= Beginning of Section =

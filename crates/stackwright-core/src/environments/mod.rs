//! Named environment compositions
//!
//! Each environment wires factory calls in dependency order, reading its
//! parameters from the configuration document. Composition is entirely
//! in memory: the returned [`Generation`] is written by the caller.

use std::fmt;
use std::str::FromStr;

use tracing::info;

use crate::component::Component;
use crate::components::cert_manager_certificate::{self, CertificateParams};
use crate::components::cert_manager_issuer::{self, IssuerParams};
use crate::components::namespace::{self, NamespaceParams};
use crate::components::{FactoryContext, root_domain};
use crate::config::ConfigDocument;
use crate::error::{GenerateError, Result};
use crate::generation::Generation;

mod messaging;
mod sample;

/// Environments this build knows how to compose
#[derive(Debug, Clone, Copy, PartialEq, Eq, Hash)]
pub enum EnvironmentName {
    /// Cluster platform: cert-manager, MetalLB, ingress-nginx, Longhorn, Rancher
    Sample,
    /// WhatsApp API stack with Redis, Postgres and a Cloudflare tunnel
    Messaging,
}

impl EnvironmentName {
    pub fn all() -> &'static [EnvironmentName] {
        &[Self::Sample, Self::Messaging]
    }

    pub fn as_str(&self) -> &'static str {
        match self {
            Self::Sample => "sample",
            Self::Messaging => "messaging",
        }
    }

    /// Closest known environment to a mistyped name
    pub fn suggest(input: &str) -> Option<EnvironmentName> {
        Self::all()
            .iter()
            .map(|env| (strsim::levenshtein(input, env.as_str()), *env))
            .filter(|(distance, _)| *distance <= 3)
            .min_by_key(|(distance, _)| *distance)
            .map(|(_, env)| env)
    }
}

impl fmt::Display for EnvironmentName {
    fn fmt(&self, f: &mut fmt::Formatter<'_>) -> fmt::Result {
        f.write_str(self.as_str())
    }
}

impl FromStr for EnvironmentName {
    type Err = GenerateError;

    fn from_str(s: &str) -> Result<Self> {
        Self::all()
            .iter()
            .find(|env| env.as_str() == s)
            .copied()
            .ok_or_else(|| GenerateError::UnknownEnvironment {
                name: s.to_string(),
                available: Self::all()
                    .iter()
                    .map(|env| env.as_str())
                    .collect::<Vec<_>>()
                    .join(", "),
            })
    }
}

/// Compose every component of an environment
pub fn compose(
    name: EnvironmentName,
    doc: &ConfigDocument,
    ctx: &FactoryContext,
) -> Result<Generation> {
    let mut generation = Generation::new(name.as_str());

    match name {
        EnvironmentName::Sample => sample::compose(&mut generation, doc, ctx)?,
        EnvironmentName::Messaging => messaging::compose(&mut generation, doc, ctx)?,
    }

    info!(
        environment = %name,
        components = generation.len(),
        "composed environment"
    );
    Ok(generation)
}

/// Namespace, Cloudflare DNS-01 issuer and wildcard certificate for one host
struct TlsChain {
    namespace: Component,
    issuer: Component,
    certificate: Component,
}

fn tls_chain(
    generation: &mut Generation,
    doc: &ConfigDocument,
    slug: &str,
    namespace_name: &str,
    host: &str,
    cert_manager: &Component,
) -> Result<TlsChain> {
    let ns = generation.compose(slug, |g| {
        g.add(namespace::create(&NamespaceParams::new(slug, namespace_name), &[])?)
    })?;

    let issuer = generation.compose(slug, |g| {
        let params = IssuerParams {
            slug: slug.to_string(),
            namespace: namespace_name.to_string(),
            cloudflare_email: doc.require_env("CLOUDFLARE_EMAIL")?,
            cloudflare_api_token: doc.require_env("CLOUDFLARE_API_TOKEN")?,
        };
        g.add(cert_manager_issuer::create(&params, &[&ns, cert_manager])?)
    })?;

    let domain = root_domain(host);
    let certificate = generation.compose(slug, |g| {
        let params = CertificateParams {
            slug: slug.to_string(),
            namespace: namespace_name.to_string(),
            domain_name: domain.to_string(),
            issuer_secret_name: issuer.require_issuer_secret_name()?.to_string(),
            dns_names: Vec::new(),
        };
        g.add(cert_manager_certificate::create(&params, &[&ns, &issuer])?)
    })?;

    Ok(TlsChain {
        namespace: ns,
        issuer,
        certificate,
    })
}

#[cfg(test)]
mod tests {
    use super::*;

    #[test]
    fn test_parse_environment() {
        assert_eq!("sample".parse::<EnvironmentName>().unwrap(), EnvironmentName::Sample);
        let err = "prod".parse::<EnvironmentName>().unwrap_err();
        assert!(err.to_string().contains("sample, messaging"));
    }

    #[test]
    fn test_suggest_environment() {
        assert_eq!(EnvironmentName::suggest("messagin"), Some(EnvironmentName::Messaging));
        assert_eq!(EnvironmentName::suggest("production"), None);
    }
}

= End of Section =

_WHAT THE TASK REQUIRES_:
Go through the listing and copy each line that includes the string "IssuerParams".

_REPLY TO THE TASK_:
use crate::components::cert_manager_issuer::{self, IssuerParams};
        let params = IssuerParams {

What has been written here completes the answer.